A more robust approach is to let the client authenticate to a service you control, using credentials that are designed for browsers: short-lived tokens, scoped access, and strong revocation. That service can then hold the real PBX credentials on the server side, where they are never exposed to the end user.
This separation dramatically reduces the impact of client compromise. Even if a browser token is leaked, it does not automatically grant access to the PBX itself, nor does it reveal reusable SIP passwords that can be used elsewhere.
How Siperb approaches PBX password security
This is where a proxy-based architecture becomes more than just a convenience layer.

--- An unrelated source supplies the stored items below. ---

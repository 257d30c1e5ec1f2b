//! Per-section selection and focus state
//!
//! Each animated object is split into sections (a light's position and
//! target handles, a piece's body and control points). Selection is tracked
//! per section in two bitmasks, with the invariant that every focused section
//! is also selected.

use bitflags::bitflags;

bitflags! {
    /// Bitmask over section indices
    #[derive(Clone, Copy, Debug, Default, PartialEq, Eq, Hash)]
    pub struct SectionMask: u32 {
        /// Keep bits for every possible section index
        const _ = !0;
    }
}

impl SectionMask {
    /// Mask with only `index` set; empty for indices of 32 and above
    pub fn single(index: u32) -> Self {
        Self::from_bits_retain(1u32.checked_shl(index).unwrap_or(0))
    }

    /// Mask with the first `count` indices set
    pub fn first_n(count: u32) -> Self {
        if count >= u32::BITS {
            Self::all()
        } else {
            Self::from_bits_retain((1u32 << count) - 1)
        }
    }

    /// Lowest set index
    pub fn lowest(self) -> Option<u32> {
        if self.is_empty() {
            None
        } else {
            Some(self.bits().trailing_zeros())
        }
    }
}

/// A section type that maps to a bit index
pub trait SectionId: Copy {
    /// Bit index of this section (below 32)
    fn index(self) -> u32;
}

/// Selected and focused sections of one object
#[derive(Clone, Copy, Debug, Default, PartialEq, Eq)]
pub struct SelectionState {
    selected: SectionMask,
    focused: SectionMask,
}

impl SelectionState {
    pub fn new() -> Self {
        Self::default()
    }

    /// Select or deselect a section; deselecting also drops its focus
    pub fn set_selected<S: SectionId>(&mut self, section: S, selected: bool) {
        let bit = SectionMask::single(section.index());
        if selected {
            self.selected |= bit;
        } else {
            self.selected -= bit;
            self.focused -= bit;
        }
    }

    /// Focus or unfocus a section; focusing also selects it
    pub fn set_focused<S: SectionId>(&mut self, section: S, focused: bool) {
        let bit = SectionMask::single(section.index());
        if focused {
            self.focused |= bit;
            self.selected |= bit;
        } else {
            self.focused -= bit;
        }
    }

    pub fn is_selected<S: SectionId>(&self, section: S) -> bool {
        self.selected.intersects(SectionMask::single(section.index()))
    }

    pub fn is_focused<S: SectionId>(&self, section: S) -> bool {
        self.focused.intersects(SectionMask::single(section.index()))
    }

    /// True if any section is selected
    pub fn is_any_selected(&self) -> bool {
        !self.selected.is_empty()
    }

    /// True if any section is focused
    pub fn is_any_focused(&self) -> bool {
        !self.focused.is_empty()
    }

    /// Select every section in `available`, or clear the whole selection
    pub fn set_all_selected(&mut self, selected: bool, available: SectionMask) {
        if selected {
            self.selected = available;
        } else {
            self.selected = SectionMask::empty();
        }
        self.focused &= self.selected;
    }

    /// Forget every section outside `available`
    pub fn retain(&mut self, available: SectionMask) {
        self.selected &= available;
        self.focused &= available;
    }

    /// Drop focus from every section, keeping the selection
    pub fn clear_focus(&mut self) {
        self.focused = SectionMask::empty();
    }

    /// Index of the focused section, the lowest one if several are focused
    pub fn focused_index(&self) -> Option<u32> {
        self.focused.lowest()
    }
}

With Siperb, PBX credentials do not need to live in the browser at all. Instead of distributing SIP usernames and passwords to every WebRTC endpoint, those credentials can remain inside the proxy. The browser authenticates to Siperb using controlled, platform-level credentials, and Siperb handles the interaction with the PBX on the backend.
This approach has several important consequences. First, it significantly reduces the number of places where sensitive PBX passwords exist. Second, it allows PBX credentials to be rotated or changed without forcing updates on every client. And third, it limits what a compromised endpoint can do, because it no longer possesses the keys to the PBX directly.
From a security perspective, this shifts the most sensitive secrets away from the most exposed environment. From an operational perspective, it also simplifies onboarding and reduces the temptation to reuse or share credentials.
Security that supports scale, not just theory
Password security in WebRTC is not about perfection—it is about managing risk in environments that are inherently messy. Browsers will always be exposed. Devices will always be lost. Users will always make mistakes. The goal is to design systems that assume this reality and limit the damage when things go wrong.
By avoiding long-lived credentials in clients, separating identity from infrastructure access, and keeping PBX passwords inside controlled server-side components like a proxy, you dramatically improve your security posture without making life harder for users.
In the end, strong WebRTC security is less about exotic cryptography and more about disciplined credential design. Get that right, and most real-world attacks simply never get the opportunity to start.